The struggle to stay in college is becoming larger. The federal Pell Grant, according to the San Jose Mercury News, has faced changes that will perhaps eliminate some students from college all together. The changes would deny Pell grants to those without a high school diploma or GED even though the student may have completed college coursework and reducing the eligibility of students to receive Pell Grants from nine years to six years cutting out students that need longer to graduate.
“For many people leaving college their loan payments will meet or exceed their mortgage. How can we consider ourselves successful because we have an education if we are to spend the rest of our live burden by the debt of our achievement? What has been achieved?”
This quote from Melissa Wright-Shall, a graduate student at Michigan State University, is a good way to sum up the problems with students graduating from college and owing excessive amounts of debt because they are constantly forced to take out more loans to pay for the increasing costs of higher education.
As a college student myself, my worries are the worries of fellow MSU classmates. We’re all hoping that once we graduate the economy will have improved. Ideally before we graduate we’d like to have a job lined up but at the very least only have to wait a couple months for a job after graduation.
After listening to others talk about their friends that had to drop out of college or their own struggles I decided that MSU students and students in the state of Michigan all seemed to have a similar story to tell. I decided to create a documentary with a team of MSU students called The Expense of Learning: a documentary about the rising cost of a college education.
The documentary profiles students from different universities across Michigan that are facing the very real possibility of either dropping out of college because they can no longer afford it or deferring after college decisions such as buying a house, going to graduate school or even getting married because the amount of loans they’ve acquired will require large amounts of monthly income to repay and an extended period of time.
The U.S. Consumer Price Index states that the cost of an education has risen an average rate of 4.5 to 7.5 percent annually since 1998.
According to the National Center for Education Statistics the average cost of tuition in 2000 was $10, 609 and in 2010 it was $14, 870 that’s an increase of $4,261 for a student in their freshman year that started paying the original $10,000 and than had to jump to $14,000 while still making minimum wage at $7.40 an hour. With steady increases like that year after year a student is bound to endure a little stress and maybe have their health suffer or their grades decline as they constantly worry or take on additional jobs to make ends meet.
The lack of employment opportunities in the state of Michigan also doesn’t add any hope to a continuously depressing outlook on life after college.
“The only thing I’m worried about is not finding a job. I’m not really worried about anything else,” said Lauren Spain a MSU 2012 graduate.
Mukonjay Barkons, a media and information major at MSU and a member of the class of 2013, worries what her life will look like once she walks across MSU’s stage.

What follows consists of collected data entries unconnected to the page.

//! Trust anchors and certificate chain validation
//!
//! A chain is walked leaf first. Each certificate must be inside its validity
//! window, every issuing certificate must be a CA, and each link must verify
//! under the next certificate's key. The walk ends at a certificate that is an
//! anchor itself or at the anchor that signed the last element.

use std::fmt;
use std::path::Path;

use openssl::x509::X509;
use thiserror::Error;
use x509_parser::certificate::X509Certificate;

use super::certificate;

/// Why a chain was rejected
#[derive(Debug, Clone, Copy, PartialEq, Eq)]
pub enum ChainErrorReason {
    Malformed,
    SignatureInvalid,
    Expired,
    NotYetValid,
    NotCa,
    AnchorNotFound,
    EmptyChain,
}

impl fmt::Display for ChainErrorReason {
    fn fmt(&self, f: &mut fmt::Formatter<'_>) -> fmt::Result {
        let reason = match self {
            Self::Malformed => "malformed certificate",
            Self::SignatureInvalid => "signature does not verify under issuer",
            Self::Expired => "certificate expired",
            Self::NotYetValid => "certificate not yet valid",
            Self::NotCa => "issuing certificate is not a CA",
            Self::AnchorNotFound => "no trust anchor issued this certificate",
            Self::EmptyChain => "empty certificate chain",
        };
        f.write_str(reason)
    }
}

/// Break point of a rejected chain; `depth` indexes the chain, anchors sit at `chain.len()`
#[derive(Debug, Clone, PartialEq, Eq, Error)]
#[error("certificate chain rejected at depth {depth} ({subject}): {reason}")]
pub struct ChainError {
    pub depth: usize,
    pub subject: String,
    pub reason: ChainErrorReason,
}

impl ChainError {
    fn new(depth: usize, cert: Option<&X509Certificate<'_>>, reason: ChainErrorReason) -> Self {
        Self {
            depth,
            subject: cert.map(|c| c.subject().to_string()).unwrap_or_default(),
            reason,
        }
    }
}

/// A validated chain and the anchor it terminates at
#[derive(Debug, Clone, PartialEq, Eq)]
pub struct TrustedPath {
    pub chain: Vec<Vec<u8>>,
    pub anchor: Vec<u8>,
    pub anchor_subject: String,
}

/// Errors building a [`TrustAnchorStore`]
#[derive(Debug, Error)]
pub enum TrustAnchorError {
    #[error("failed to read trust anchor file {path}: {source}")]
    Io {
        path: String,
        source: std::io::Error,
    },
    #[error("invalid PEM trust anchors: {0}")]
    Pem(#[from] openssl::error::ErrorStack),
    #[error("invalid DER trust anchor: {0}")]
    Der(String),
}

/// Immutable set of root certificates, stored as DER
#[derive(Debug, Clone, Default, PartialEq, Eq)]
pub struct TrustAnchorStore {
    anchors: Vec<Vec<u8>>,
}

impl TrustAnchorStore {
    #[must_use]
    pub fn empty() -> Self {
        Self::default()
    }

    /// # Errors
    ///
    /// Returns `TrustAnchorError::Der` for a certificate that does not parse.
    pub fn from_der<I>(certificates: I) -> Result<Self, TrustAnchorError>
    where
        I: IntoIterator<Item = Vec<u8>>,
    {
        let anchors: Vec<Vec<u8>> = certificates.into_iter().collect();
        for der in &anchors {
            certificate::parse(der).map_err(|e| TrustAnchorError::Der(e.to_string()))?;
        }
        Ok(Self { anchors })
    }

    /// # Errors
    ///
    /// Returns `TrustAnchorError::Pem` if the bundle does not parse.
    pub fn from_pem(pem: &[u8]) -> Result<Self, TrustAnchorError> {
        let anchors = X509::stack_from_pem(pem)?
            .iter()
            .map(|cert| cert.to_der())
            .collect::<Result<Vec<_>, _>>()?;
        Ok(Self { anchors })
    }

    /// Load PEM bundles or single DER certificates from disk
    ///
    /// # Errors
    ///
    /// Returns the first unreadable or unparsable file.
    pub fn from_files<P: AsRef<Path>>(paths: &[P]) -> Result<Self, TrustAnchorError> {
        let mut anchors = Vec::new();
        for path in paths {
            let path = path.as_ref();
            let bytes = std::fs::read(path).map_err(|source| TrustAnchorError::Io {
                path: path.display().to_string(),
                source,
            })?;
            let store = if bytes.starts_with(b"-----BEGIN") {
                Self::from_pem(&bytes)?
            } else {
                Self::from_der([bytes])?
            };
            log::debug!(
                "Loaded {} trust anchor(s) from {}",
                store.len(),
                path.display()
            );
            anchors.extend(store.anchors);
        }
        Ok(Self { anchors })
    }

    #[must_use]
    pub fn len(&self) -> usize {
        self.anchors.len()
    }

    #[must_use]
    pub fn is_empty(&self) -> bool {
        self.anchors.is_empty()
    }

    pub fn iter(&self) -> impl Iterator<Item = &[u8]> {
        self.anchors.iter().map(Vec::as_slice)
    }

    fn contains(&self, der: &[u8]) -> bool {
        self.anchors.iter().any(|anchor| anchor == der)
    }
}

fn check_validity(
    cert: &X509Certificate<'_>,
    depth: usize,
    time: i64,
) -> Result<(), ChainError> {
    let validity = cert.validity();
    if validity.not_before.timestamp() > time {
        return Err(ChainError::new(depth, Some(cert), ChainErrorReason::NotYetValid));
    }
    if validity.not_after.timestamp() < time {
        return Err(ChainError::new(depth, Some(cert), ChainErrorReason::Expired));
    }
    Ok(())
}

fn check_issuer(
    cert: &X509Certificate<'_>,
    issuer: &X509Certificate<'_>,
    depth: usize,
) -> Result<(), ChainError> {
    if cert.issuer().as_raw() != issuer.subject().as_raw()
        || cert.verify_signature(Some(issuer.public_key())).is_err()
    {
        return Err(ChainError::new(
            depth,
            Some(cert),
            ChainErrorReason::SignatureInvalid,
        ));
    }
    Ok(())
}

fn check_ca(cert: &X509Certificate<'_>, depth: usize) -> Result<(), ChainError> {
    if certificate::ca_flag(cert) != Some(true) {
        return Err(ChainError::new(depth, Some(cert), ChainErrorReason::NotCa));
    }
    Ok(())
}

/// Validate `chain` (leaf first, DER) against `anchors` at unix time `time`
///
/// # Errors
///
/// Returns the [`ChainError`] of the first broken link.
pub fn validate(
    chain: &[Vec<u8>],
    anchors: &TrustAnchorStore,
    time: i64,
) -> Result<TrustedPath, ChainError> {
    if chain.is_empty() {
        return Err(ChainError::new(0, None, ChainErrorReason::EmptyChain));
    }

    let parsed = chain
        .iter()
        .enumerate()
        .map(|(depth, der)| {
            certificate::parse(der)
                .map_err(|_| ChainError::new(depth, None, ChainErrorReason::Malformed))
        })
        .collect::<Result<Vec<_>, _>>()?;

    for (depth, cert) in parsed.iter().enumerate() {
        check_validity(cert, depth, time)?;
        if depth > 0 {
            check_ca(cert, depth)?;
        }

        if anchors.contains(&chain[depth]) {
            log::debug!("Chain terminates at anchor at depth {depth}");
            return Ok(TrustedPath {
                chain: chain[..depth].to_vec(),
                anchor: chain[depth].clone(),
                anchor_subject: cert.subject().to_string(),
            });
        }

        if let Some(issuer) = parsed.get(depth + 1) {
            check_issuer(cert, issuer, depth)?;
        }
    }

    let last_depth = parsed.len() - 1;
    let last = &parsed[last_depth];
    let mut subject_matched = false;
    for der in anchors.iter() {
        let Ok(anchor) = certificate::parse(der) else {
            continue;
        };
        if last.issuer().as_raw() != anchor.subject().as_raw() {
            continue;
        }
        subject_matched = true;
        if last.verify_signature(Some(anchor.public_key())).is_err() {
            continue;
        }
        check_validity(&anchor, chain.len(), time)?;
        check_ca(&anchor, chain.len())?;
        return Ok(TrustedPath {
            chain: chain.to_vec(),
            anchor: der.to_vec(),
            anchor_subject: anchor.subject().to_string(),
        });
    }

    let reason = if subject_matched {
        ChainErrorReason::SignatureInvalid
    } else {
        ChainErrorReason::AnchorNotFound
    };
    Err(ChainError::new(last_depth, Some(last), reason))
}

“I hope to find a good-paying job that I can enjoy. I just worry about getting that job, that people with bachelors are having trouble finding.”
Ashley Banks, a journalism major at MSU said after graduation she plans on getting “a job out of state.”
College is an opportunity to expand the mind intellectually. To leave home and branch out on one’s won. To have the opportunity to meet people a person may never have had the opportunity to meet, if they opted to not go to college. It’s an opportunity to network and connect with resources that could help build a successful career. College can open many doors that without it may be closed. But if the trend of rising tuition costs and loan debts that students can’t afford remains the trend college itself may be a door that closes for many just like all the wonderful things after college that a student can no longer afford.